I’m very interested in the idea of making one or more of my games open source. Not the current big sellers, but maybe planetary defense, or Starship Tycoon. I’d be tidying up the source and preparing it this very instant if it were not for one big silly, embarrasing problem…

The hard drive with the source for both games is in a PC that died.

Now yes, theoretically somewhere I have a backup of it all, but how recent? I have no idea. and you would imagine there would be a disk carefully labelled somewhere that has “final retail release source for games” or other cunning description, but I’m just not that organised to be honest.

My motivations for open sourcing a game are 1) to see what people will do with the source and 2) promote my games! I think I might go try and boot the dead beast now. I suspect its a dead PSU and motherboard, and don’t look forward to the nighmare of sticking the old drive as a slave (is that even how it works now) on my vital 100% mission critical vista PC. I may risk it though :D.


6 thoughts on Open Source Games

  1. tsk tsk… I do a daily backup on two external HD of ALL my sources, including games 4 years old that I don’t sell a single copy :D

  2. Get a IDE -> USB converter. That way the old drive can be used as backup media without having to open up the case and confuse poor old vista.

    You can get these in an enclosure so the drive sits inside a plastic box, or you can get just the cable with ide on one side and USB on the other.

    If you want to really future proof, get one that takes IDE/laptop IDE/SATA/laptop SATA as inputs and has USB/firewire/esata as outputs.

    While you are at it, get a router with a USB port on it that takes storage media, and exposes the hard drive as an SMB / NFS drive for your whole network meaning you can backup from anywhere.

    Then no more excuses.

  3. I might be preaching to the converted,but -> get subversion (free) installed on a crappy old machine over the lan, then embrace source control. You can check in/out source code, ini files and artwork very easily. Having a history of changes is invaluable, never mind the complete backup. The other nice feature is when portal X, Y and Z ask for versions you can mark or branch the code and assets. That way you can keep working on your version but if you have to go back to their version for any reason then you can i.e. they’ve found a bug, but you don’t want to give them the very latest version in case you’ve introduced a dozen more. Just check it builds and runs now and again in case you’ve forgotten to check something in.

  4. Every 3 months I shut everything down and make full system backups which I burn to a couple of DVD’s which I then put in a safety deposit box in the bank..

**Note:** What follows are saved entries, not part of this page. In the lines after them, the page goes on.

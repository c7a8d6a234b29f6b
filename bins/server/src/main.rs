//! Fileshare API Server
//!
//! Builds the storage, metadata and email clients once and serves the
//! upload and download endpoints.

use std::sync::Arc;

use anyhow::Context;
use tokio::net::TcpListener;
use tracing::info;
use tracing_subscriber::{layer::SubscriberExt, util::SubscriberInitExt};

use fileshare_api::{AppState, create_router};
use fileshare_core::share::{ShareService, ShareSettings};
use fileshare_core::storage::{StorageConfig, StorageService};
use fileshare_db::{FileRecordRepository, connect_with};
use fileshare_shared::{AppConfig, EmailService};

#[tokio::main]
async fn main() -> anyhow::Result<()> {
    // Load environment variables from .env file
    dotenvy::dotenv().ok();

    // Initialize tracing
    tracing_subscriber::registry()
        .with(
            tracing_subscriber::EnvFilter::try_from_default_env()
                .unwrap_or_else(|_| "fileshare=debug,tower_http=debug".into()),
        )
        .with(tracing_subscriber::fmt::layer())
        .init();

    // Load configuration
    let config = AppConfig::load().context("Failed to load configuration")?;

    // Blob storage
    let storage_config = StorageConfig::from_settings(&config.storage);
    let settings = ShareSettings::new(&config.share, &storage_config);
    let storage = StorageService::from_config(storage_config)
        .context("Failed to configure blob storage")?;
    info!(
        provider = storage.provider_name(),
        bucket = storage.bucket(),
        "Storage configured"
    );

    // Metadata store
    let db = connect_with(&config.database).await?;
    let records = FileRecordRepository::with_table(db, config.database.table.clone());
    info!(table = records.table(), "Connected to database");

    // Notification channel
    let email_service = EmailService::new(config.email.clone());
    info!(
        smtp_host = %config.email.smtp_host,
        smtp_port = %config.email.smtp_port,
        "Email service configured"
    );

    let share = ShareService::new(
        Arc::new(storage),
        Arc::new(records),
        Arc::new(email_service),
        settings,
    );

    // Create router
    let app = create_router(AppState::new(Arc::new(share)));

    // Start server
    let addr = format!("{}:{}", config.server.host, config.server.port);
    let listener = TcpListener::bind(&addr).await?;
    info!("Server listening on {}", addr);

    axum::serve(listener, app).await?;

    Ok(())
}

    (Of course this process was put in place AFTER I lost my own batch of critical content for a project / my business operations)

    Other than that, excellent ideas in this thread.

    Too bad Cliff, hopefully you’re able to find a recovered copy. *cross fingers*

  5. Surely you could just swap the hard drives on your working machine? The OS of your old machine is stored on the old hard drive. So if you just swapped your hard drives it would turn into a souped-up version of your old machine.
    Also that way your new hard drive would be disconnected and safe from any potential damage from the old hard drive or BIOS interfering with it.

  6. You must look into cvsdude.com. Extremely reliable, worry free, home for your source. I’ve been using them for years and a very satisfied customer. Image for less than a hundred dollars a month your code is automatically backup every 10-minutes and is stored off-site in a secure facility all with zero hassle. They even offer DAV, Trac and Bugzilla as part of the package!